When it comes to topics that are a bit more sensitive than others, it can feel intimidating to try and initiate a communication. However, there is always time to educate yourself and compose a message. Elaine Varelas suggests learning as much as you can before issuing a memo, and that it's never too late.

Ask the Job Doc.

Q: Is it too late? As a manager, I missed Pride Month. I never said anything about Black Lives Matter or other social injustices. Is it too late, or will it seem less than sincere if I start a conversation or issue a memo, or somehow try to address this issue within my organization?

A: It’s never too late. You’re not alone as a leader who’s uncomfortable about composing a message about highly sensitive topics. However, the only way to move forward with this agenda is to dedicate yourself to learning more about it. While it is your responsibility to educate yourself on what people in these groups are experiencing and going through, you may also want to find a guide, a coach, or someone you trust, who can help you articulate the message that you want to deliver and put together an action plan for your organization that you can be dedicated to. Keep in mind that your authenticity is vital in any communication you create.

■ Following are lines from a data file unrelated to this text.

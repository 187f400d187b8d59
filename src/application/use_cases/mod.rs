pub mod interpretation;
pub mod name_filter;
pub mod normalizer;
pub mod ranking;
pub mod statistics;
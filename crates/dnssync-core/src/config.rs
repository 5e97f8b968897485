//! Configuration types for the sync job
//!
//! The binary maps environment variables into [`SyncConfig`]; library users can
//! build one directly or deserialize it.

use serde::{Deserialize, Serialize};
use std::path::PathBuf;

/// Record label used when none is configured
pub const DEFAULT_SUBDOMAIN: &str = "cdn";

/// Public DNS-over-HTTPS endpoint answering `application/dns-json`
pub const DEFAULT_DOH_URL: &str = "https://cloudflare-dns.com/dns-query";

/// Cloudflare API v4 base URL
pub const DEFAULT_CLOUDFLARE_API_BASE: &str = "https://api.cloudflare.com/client/v4";

/// TTL value the record-management API interprets as "automatic"
pub const AUTOMATIC_TTL: u32 = 1;

/// Main sync configuration
#[derive(Debug, Clone, Serialize, Deserialize)]
pub struct SyncConfig {
    /// Hostnames whose addresses are republished, in lookup order
    pub hostnames: Vec<String>,

    /// Record label under the zone (e.g. "cdn")
    #[serde(default = "default_subdomain")]
    pub subdomain: String,

    /// Zone apex, used to expand a bare label into a full record name
    #[serde(default)]
    pub zone_name: Option<String>,

    /// DNS-over-HTTPS resolver configuration
    #[serde(default)]
    pub resolver: ResolverConfig,

    /// Record-management provider configuration
    pub provider: ProviderConfig,

    /// Optional run lease; `None` disables mutual exclusion
    #[serde(default)]
    pub lease: Option<LeaseConfig>,
}

impl SyncConfig {
    /// Create a configuration with the default subdomain and resolver
    pub fn new(hostnames: Vec<String>, provider: ProviderConfig) -> Self {
        Self {
            hostnames,
            subdomain: default_subdomain(),
            zone_name: None,
            resolver: ResolverConfig::default(),
            provider,
            lease: None,
        }
    }

    /// Set the record label
    pub fn with_subdomain(mut self, subdomain: impl Into<String>) -> Self {
        self.subdomain = subdomain.into();
        self
    }

    /// Set the zone apex
    pub fn with_zone_name(mut self, zone_name: impl Into<String>) -> Self {
        self.zone_name = Some(zone_name.into());
        self
    }

    /// Set the resolver configuration
    pub fn with_resolver(mut self, resolver: ResolverConfig) -> Self {
        self.resolver = resolver;
        self
    }

    /// Enable the run lease
    pub fn with_lease(mut self, lease: LeaseConfig) -> Self {
        self.lease = Some(lease);
        self
    }

    /// Name of the managed records as sent to the record-management API
    ///
    /// A bare label is joined with the zone apex when one is configured; a
    /// label that already contains a dot is used verbatim. `@` names the apex.
    pub fn record_name(&self) -> String {
        if self.subdomain.contains('.') {
            return self.subdomain.clone();
        }

        match self.zone_name.as_deref() {
            Some(zone) if self.subdomain == "@" => zone.to_string(),
            Some(zone) => format!("{}.{}", self.subdomain, zone),
            None => self.subdomain.clone(),
        }
    }

    /// Validate the configuration
    pub fn validate(&self) -> Result<(), crate::Error> {
        if self.hostnames.is_empty() {
            return Err(crate::Error::config("No hostnames configured"));
        }

        for hostname in &self.hostnames {
            validate_domain_name(hostname)?;
        }

        if self.subdomain.is_empty() {
            return Err(crate::Error::config("Subdomain cannot be empty"));
        }
        if self.subdomain != "@" {
            validate_domain_name(&self.subdomain)?;
        }
        if let Some(ref zone) = self.zone_name {
            validate_domain_name(zone)?;
        }

        self.resolver.validate()?;
        self.provider.validate()?;

        if let Some(ref lease) = self.lease {
            lease.validate()?;
        }

        Ok(())
    }
}

fn default_subdomain() -> String {
    DEFAULT_SUBDOMAIN.to_string()
}

/// Resolver configuration
#[derive(Debug, Clone, Serialize, Deserialize)]
#[serde(tag = "type", rename_all = "snake_case")]
pub enum ResolverConfig {
    /// DNS-over-HTTPS JSON endpoint
    Doh {
        /// Endpoint URL (queried with `?name=...&type=...`)
        url: String,
        /// Per-request timeout in seconds
        #[serde(default = "default_doh_timeout_secs")]
        timeout_secs: u64,
    },
}

impl ResolverConfig {
    /// Validate the resolver configuration
    pub fn validate(&self) -> Result<(), crate::Error> {
        match self {
            ResolverConfig::Doh { url, timeout_secs } => {
                validate_http_url("DoH resolver URL", url)?;
                if *timeout_secs == 0 {
                    return Err(crate::Error::config("DoH resolver timeout must be > 0"));
                }
                Ok(())
            }
        }
    }
}

impl Default for ResolverConfig {
    fn default() -> Self {
        ResolverConfig::Doh {
            url: DEFAULT_DOH_URL.to_string(),
            timeout_secs: default_doh_timeout_secs(),
        }
    }
}

fn default_doh_timeout_secs() -> u64 {
    10
}

/// Record-management provider configuration
#[derive(Clone, Serialize, Deserialize)]
#[serde(tag = "type", rename_all = "snake_case")]
pub enum ProviderConfig {
    /// Cloudflare API v4
    Cloudflare {
        /// API token with Zone:DNS:Edit permission
        api_token: String,
        /// Zone identifier
        zone_id: String,
        /// API base URL override
        #[serde(default)]
        api_base: Option<String>,
        /// Perform list calls only; log the mutations instead of sending them
        #[serde(default)]
        dry_run: bool,
    },
}

impl ProviderConfig {
    /// Create a live Cloudflare provider configuration
    pub fn cloudflare(api_token: impl Into<String>, zone_id: impl Into<String>) -> Self {
        ProviderConfig::Cloudflare {
            api_token: api_token.into(),
            zone_id: zone_id.into(),
            api_base: None,
            dry_run: false,
        }
    }

    /// Validate the provider configuration
    pub fn validate(&self) -> Result<(), crate::Error> {
        match self {
            ProviderConfig::Cloudflare {
                api_token,
                zone_id,
                api_base,
                ..
            } => {
                if api_token.is_empty() {
                    return Err(crate::Error::config("Cloudflare API token cannot be empty"));
                }
                if zone_id.is_empty() {
                    return Err(crate::Error::config("Cloudflare zone ID cannot be empty"));
                }
                if let Some(base) = api_base {
                    validate_http_url("Cloudflare API base", base)?;
                }
                Ok(())
            }
        }
    }

    /// Whether mutations are only logged
    pub fn is_dry_run(&self) -> bool {
        match self {
            ProviderConfig::Cloudflare { dry_run, .. } => *dry_run,
        }
    }
}

// The API token must never reach a log line, so Debug is written by hand.
impl std::fmt::Debug for ProviderConfig {
    fn fmt(&self, f: &mut std::fmt::Formatter<'_>) -> std::fmt::Result {
        match self {
            ProviderConfig::Cloudflare {
                zone_id,
                api_base,
                dry_run,
                ..
            } => f
                .debug_struct("Cloudflare")
                .field("api_token", &"<REDACTED>")
                .field("zone_id", zone_id)
                .field("api_base", api_base)
                .field("dry_run", dry_run)
                .finish(),
        }
    }
}

/// Run lease configuration
#[derive(Debug, Clone, Serialize, Deserialize)]
pub struct LeaseConfig {
    /// Directory holding lease files
    pub dir: PathBuf,

    /// Age after which an existing lease is considered abandoned (in seconds)
    #[serde(default = "default_lease_stale_secs")]
    pub stale_after_secs: u64,
}

impl LeaseConfig {
    /// Create a lease configuration with the default staleness threshold
    pub fn new(dir: impl Into<PathBuf>) -> Self {
        Self {
            dir: dir.into(),
            stale_after_secs: default_lease_stale_secs(),
        }
    }

    /// Set the staleness threshold
    pub fn with_stale_after_secs(mut self, secs: u64) -> Self {
        self.stale_after_secs = secs;
        self
    }

    /// Validate the lease configuration
    pub fn validate(&self) -> Result<(), crate::Error> {
        if self.dir.as_os_str().is_empty() {
            return Err(crate::Error::config("Lease directory cannot be empty"));
        }
        if self.stale_after_secs == 0 {
            return Err(crate::Error::config("Lease staleness threshold must be > 0"));
        }
        Ok(())
    }
}

fn default_lease_stale_secs() -> u64 {
    600
}

/// Validate that a string is a syntactically valid domain name
///
/// Basic RFC 1035 checks: total length, label length, characters, hyphen
/// placement. A single trailing dot is accepted.
pub fn validate_domain_name(domain: &str) -> Result<(), crate::Error> {
    let domain = domain.strip_suffix('.').unwrap_or(domain);

    if domain.is_empty() {
        return Err(crate::Error::config("Domain name cannot be empty"));
    }

    if domain.len() > 253 {
        return Err(crate::Error::config(format!(
            "Domain name too long: {} chars (max 253). Got: {}",
            domain.len(),
            domain
        )));
    }

    for label in domain.split('.') {
        if label.is_empty() {
            return Err(crate::Error::config(format!(
                "Domain name has empty label: '{}'",
                domain
            )));
        }

        if label.len() > 63 {
            return Err(crate::Error::config(format!(
                "Domain label too long: {} chars (max 63). Label: '{}'",
                label.len(),
                label
            )));
        }

        if !label.chars().all(|c| c.is_ascii_alphanumeric() || c == '-') {
            return Err(crate::Error::config(format!(
                "Domain label contains invalid characters. Label: '{}'. \
                Valid: alphanumeric and hyphen only.",
                label
            )));
        }

        if label.starts_with('-') || label.ends_with('-') {
            return Err(crate::Error::config(format!(
                "Domain label cannot start or end with hyphen. Label: '{}'",
                label
            )));
        }
    }

    Ok(())
}

fn validate_http_url(what: &str, url: &str) -> Result<(), crate::Error> {
    if url.is_empty() {
        return Err(crate::Error::config(format!("{} cannot be empty", what)));
    }
    if !url.starts_with("https://") && !url.starts_with("http://") {
        return Err(crate::Error::config(format!(
            "{} must use HTTP or HTTPS scheme. Got: {}",
            what, url
        )));
    }
    Ok(())
}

While learning more about the kinds of experiences your LGBT+ and black employees are facing, you may also discover more causes and issues than you realized existed. Other groups are marginalized and affected by prejudices as well. You want to make sure your activism and communication is intersectional and can include issues that are inclusive of Black Lives Matter, Pride Month, and other areas of social inequality and civil rights.

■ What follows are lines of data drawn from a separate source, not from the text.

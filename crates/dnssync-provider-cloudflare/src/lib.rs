// # Cloudflare Record Store
//
// This crate provides a `RecordStore` for the Cloudflare API v4 DNS records
// resource of a single zone.
//
// ## Behaviour
//
// - One HTTP request per call (list follows pagination, one request per page)
// - No retry, no backoff, no rate limiting: errors propagate to the caller
// - HTTP timeout configured (30 seconds)
// - Specific error mapping for HTTP status codes (401/403, 404, 429, 5xx)
// - `success: false` envelopes are errors carrying the API's messages
// - Dry-run mode: list requests are sent, DELETE/POST are only logged
//
// ## Security Requirements
//
// - API token NEVER appears in logs or Debug output
// - Construction fails if the token or zone ID is empty
//
// ## API Reference
//
// - Cloudflare API v4: https://developers.cloudflare.com/api/
// - List DNS Records: GET `/zones/:zone_id/dns_records?name=...&type=...`
// - Delete DNS Record: DELETE `/zones/:zone_id/dns_records/:record_id`
// - Create DNS Record: POST `/zones/:zone_id/dns_records`

use async_trait::async_trait;
use dnssync_core::config::{DEFAULT_CLOUDFLARE_API_BASE, ProviderConfig};
use dnssync_core::traits::{
    AddressFamily, ChangeResult, ManagedRecord, NewRecord, RecordStore, RecordStoreFactory,
};
use dnssync_core::{Error, Result};
use serde::Deserialize;
use serde::de::DeserializeOwned;
use std::time::Duration;

/// Default HTTP timeout for API requests (30 seconds)
const DEFAULT_HTTP_TIMEOUT: Duration = Duration::from_secs(30);

/// Records requested per list page
const LIST_PAGE_SIZE: u32 = 100;

/// Upper bound on pages fetched by one list call
const MAX_LIST_PAGES: u32 = 50;

/// Cloudflare API v4 response envelope
#[derive(Debug, Deserialize)]
struct ApiResponse<T> {
    #[serde(default)]
    success: bool,
    result: Option<T>,
    #[serde(default)]
    errors: Vec<ApiMessage>,
    #[serde(default)]
    result_info: Option<ResultInfo>,
}

#[derive(Debug, Deserialize)]
struct ApiMessage {
    #[serde(default)]
    code: i64,
    #[serde(default)]
    message: String,
}

/// Pagination block of list responses
#[derive(Debug, Deserialize)]
struct ResultInfo {
    #[serde(default)]
    total_pages: u32,
}

#[derive(Debug, Deserialize)]
struct RecordId {
    id: String,
}

/// Cloudflare DNS record store
///
/// Stateless and single-shot: every trait call maps to one API request (or
/// one per page when listing).
///
/// # Dry-Run Mode
///
/// When `dry_run` is true, the store will:
/// - Perform all GET requests (record listing)
/// - Log the intended DELETE and POST requests
/// - **NOT** modify DNS records
pub struct CloudflareRecordStore {
    /// Cloudflare API token
    /// ⚠️ NEVER log this value
    api_token: String,

    /// Zone ID
    zone_id: String,

    /// API base URL
    api_base: String,

    /// HTTP client for API requests
    client: reqwest::Client,

    /// Dry-run mode: if true, perform GET requests but skip DELETE/POST
    dry_run: bool,
}

// Custom Debug implementation that hides the API token
impl std::fmt::Debug for CloudflareRecordStore {
    fn fmt(&self, f: &mut std::fmt::Formatter<'_>) -> std::fmt::Result {
        f.debug_struct("CloudflareRecordStore")
            .field("api_token", &"<REDACTED>")
            .field("zone_id", &self.zone_id)
            .field("api_base", &self.api_base)
            .field("dry_run", &self.dry_run)
            .finish()
    }
}

impl CloudflareRecordStore {
    /// Create a new Cloudflare record store
    ///
    /// # Parameters
    ///
    /// - `api_token`: Cloudflare API token with Zone:DNS:Edit permission
    /// - `zone_id`: Zone holding the managed records
    /// - `dry_run`: If true, perform GET requests but skip DELETE/POST
    pub fn new(
        api_token: impl Into<String>,
        zone_id: impl Into<String>,
        dry_run: bool,
    ) -> Result<Self> {
        let api_token = api_token.into();
        let zone_id = zone_id.into();

        if api_token.is_empty() {
            return Err(Error::config("Cloudflare API token cannot be empty"));
        }
        if zone_id.is_empty() {
            return Err(Error::config("Cloudflare zone ID cannot be empty"));
        }

        let client = reqwest::Client::builder()
            .timeout(DEFAULT_HTTP_TIMEOUT)
            .build()
            .map_err(|e| Error::provider("cloudflare", format!("Failed to build HTTP client: {}", e)))?;

        Ok(Self {
            api_token,
            zone_id,
            api_base: DEFAULT_CLOUDFLARE_API_BASE.to_string(),
            client,
            dry_run,
        })
    }

    /// Create a record store in live mode
    pub fn new_live(api_token: impl Into<String>, zone_id: impl Into<String>) -> Result<Self> {
        Self::new(api_token, zone_id, false)
    }

    /// Create a record store in dry-run mode
    pub fn new_dry_run(api_token: impl Into<String>, zone_id: impl Into<String>) -> Result<Self> {
        Self::new(api_token, zone_id, true)
    }

    /// Point the store at a different API base URL
    pub fn with_api_base(mut self, api_base: impl Into<String>) -> Self {
        self.api_base = api_base.into().trim_end_matches('/').to_string();
        self
    }

    /// Whether mutations are only logged
    pub fn is_dry_run(&self) -> bool {
        self.dry_run
    }

    /// `{base}/zones/{zone_id}/dns_records`
    fn records_url(&self) -> String {
        format!("{}/zones/{}/dns_records", self.api_base, self.zone_id)
    }

    /// Send an authenticated request and unwrap the response envelope
    ///
    /// Returns the envelope so list calls can read the pagination block.
    async fn send<T: DeserializeOwned>(
        &self,
        request: reqwest::RequestBuilder,
        action: &str,
    ) -> Result<ApiResponse<T>> {
        let response = request
            .bearer_auth(&self.api_token)
            .send()
            .await
            .map_err(|e| Error::http(format!("{} request failed: {}", action, e)))?;

        let status = response.status();
        if !status.is_success() {
            let error_text = response
                .text()
                .await
                .unwrap_or_else(|_| "Unable to read error response".to_string());
            return Err(status_error(status, &error_text, action));
        }

        let envelope: ApiResponse<T> = response
            .json()
            .await
            .map_err(|e| Error::provider("cloudflare", format!("Failed to parse response: {}", e)))?;

        if !envelope.success {
            return Err(Error::provider(
                "cloudflare",
                format!("{} rejected: {}", action, api_messages(&envelope.errors)),
            ));
        }

        Ok(envelope)
    }
}

/// Map a non-success HTTP status to an error
fn status_error(status: reqwest::StatusCode, error_text: &str, action: &str) -> Error {
    match status.as_u16() {
        401 | 403 => Error::auth(format!(
            "Invalid API token or insufficient permissions. Status: {}",
            status
        )),
        404 => Error::not_found(format!("{}: {}", action, error_text)),
        429 => Error::rate_limited(format!(
            "{}: Cloudflare rate limit exceeded. Status: {}",
            action, status
        )),
        500..=599 => Error::provider(
            "cloudflare",
            format!("Cloudflare server error (transient): {} - {}", status, error_text),
        ),
        _ => Error::provider(
            "cloudflare",
            format!("{} failed: {} - {}", action, status, error_text),
        ),
    }
}

fn api_messages(errors: &[ApiMessage]) -> String {
    if errors.is_empty() {
        return "no error details".to_string();
    }
    errors
        .iter()
        .map(|e| format!("[{}] {}", e.code, e.message))
        .collect::<Vec<_>>()
        .join("; ")
}

#[async_trait]
impl RecordStore for CloudflareRecordStore {
    /// List the records named `name` of one family
    ///
    /// ```http
    /// GET /zones/:zone_id/dns_records?name=cdn.example.com&type=A&page=1&per_page=100
    /// Authorization: Bearer <token>
    /// ```
    async fn list_records(&self, name: &str, family: AddressFamily) -> Result<Vec<ManagedRecord>> {
        tracing::debug!("Listing {} records: {}", family, name);

        let url = self.records_url();
        let mut records = Vec::new();
        let mut page = 1u32;

        loop {
            let request = self.client.get(&url).query(&[
                ("name", name.to_string()),
                ("type", family.record_type().to_string()),
                ("page", page.to_string()),
                ("per_page", LIST_PAGE_SIZE.to_string()),
            ]);

            let envelope: ApiResponse<Vec<ManagedRecord>> =
                self.send(request, "Record listing").await?;
            records.extend(envelope.result.unwrap_or_default());

            // The page counter is ours; the server's echo of it is not trusted.
            match envelope.result_info {
                Some(info) if page < info.total_pages => {
                    if page >= MAX_LIST_PAGES {
                        return Err(Error::provider(
                            "cloudflare",
                            format!(
                                "Record listing for {} exceeds {} pages ({} reported)",
                                name, MAX_LIST_PAGES, info.total_pages
                            ),
                        ));
                    }
                    page += 1;
                }
                _ => break,
            }
        }

        tracing::debug!("Found {} {} record(s) for {}", records.len(), family, name);
        Ok(records)
    }

    /// Delete one record
    ///
    /// ```http
    /// DELETE /zones/:zone_id/dns_records/:record_id
    /// ```
    async fn delete_record(&self, record_id: &str) -> Result<ChangeResult> {
        let url = format!("{}/{}", self.records_url(), record_id);

        if self.dry_run {
            tracing::info!("[DRY-RUN] Would send DELETE request to {}", url);
            return Ok(ChangeResult::Simulated);
        }

        let envelope: ApiResponse<RecordId> =
            self.send(self.client.delete(&url), "Record deletion").await?;

        let record_id = envelope
            .result
            .map(|r| r.id)
            .unwrap_or_else(|| record_id.to_string());
        Ok(ChangeResult::Applied { record_id })
    }

    /// Create one record
    ///
    /// ```http
    /// POST /zones/:zone_id/dns_records
    /// {
    ///   "type": "A",
    ///   "name": "cdn.example.com",
    ///   "content": "1.2.3.4",
    ///   "ttl": 1,
    ///   "proxied": false
    /// }
    /// ```
    async fn create_record(&self, record: &NewRecord) -> Result<ChangeResult> {
        let url = self.records_url();

        if self.dry_run {
            tracing::info!(
                "[DRY-RUN] Would send POST request to {} with payload: {}",
                url,
                serde_json::to_string(record)?
            );
            return Ok(ChangeResult::Simulated);
        }

        let envelope: ApiResponse<ManagedRecord> = self
            .send(self.client.post(&url).json(record), "Record creation")
            .await?;

        let created = envelope.result.ok_or_else(|| {
            Error::provider("cloudflare", "Invalid response format: missing result")
        })?;
        Ok(ChangeResult::Applied {
            record_id: created.id,
        })
    }

    fn provider_name(&self) -> &'static str {
        "cloudflare"
    }
}

/// Factory for creating Cloudflare record stores
pub struct CloudflareFactory;

impl RecordStoreFactory for CloudflareFactory {
    fn create(&self, config: &ProviderConfig) -> Result<Box<dyn RecordStore>> {
        match config {
            ProviderConfig::Cloudflare {
                api_token,
                zone_id,
                api_base,
                dry_run,
            } => {
                if api_token.is_empty() {
                    return Err(Error::config("Cloudflare API token is required"));
                }

                if *dry_run {
                    tracing::warn!(
                        "Cloudflare record store running in DRY-RUN mode - no changes will be made"
                    );
                }

                let mut store = CloudflareRecordStore::new(api_token.clone(), zone_id.clone(), *dry_run)?;
                if let Some(base) = api_base {
                    store = store.with_api_base(base.clone());
                }

                Ok(Box::new(store))
            }
        }
    }
}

The enormity of reading materials out there can be overwhelming. Work to understand what you can, and look for trusted sources who can help you navigate and develop a deeper understanding of the nomenclature. They’re not hidden, but there are underlying agendas that might not be as readily available to you. If you find a word you don’t understand, look it up. These deeper dives into learning the complexity of these issues that your employees may face can give you a broader understanding as a whole of how you can develop yourself and develop your organization to be more knowledgeable and more positive in terms of making the changes that you’d like to see.

These aren’t issues that will go away overnight, so your long-term dedication to addressing these issues is more important than being timely in addressing Pride Month or Black History Month, as opposed to addressing these kinds of issues every day. These aren’t anniversary issues or Hallmark issues. These are issues of daily life. You don’t want your activism to be performative.


When you’re looking for an advisor, remember that it’s no one else’s job to educate you – certainly not your employees. Every person has their own comfort level when it comes to dealing with whether or how these issues impact them. If you have an employee whose feedback you’re seeking, but they don’t want to engage with you on any of these issues, be respectful. This isn’t their duty, and you are not issuing a command performance of “bare your soul.”

Deliver the message; it is not too late.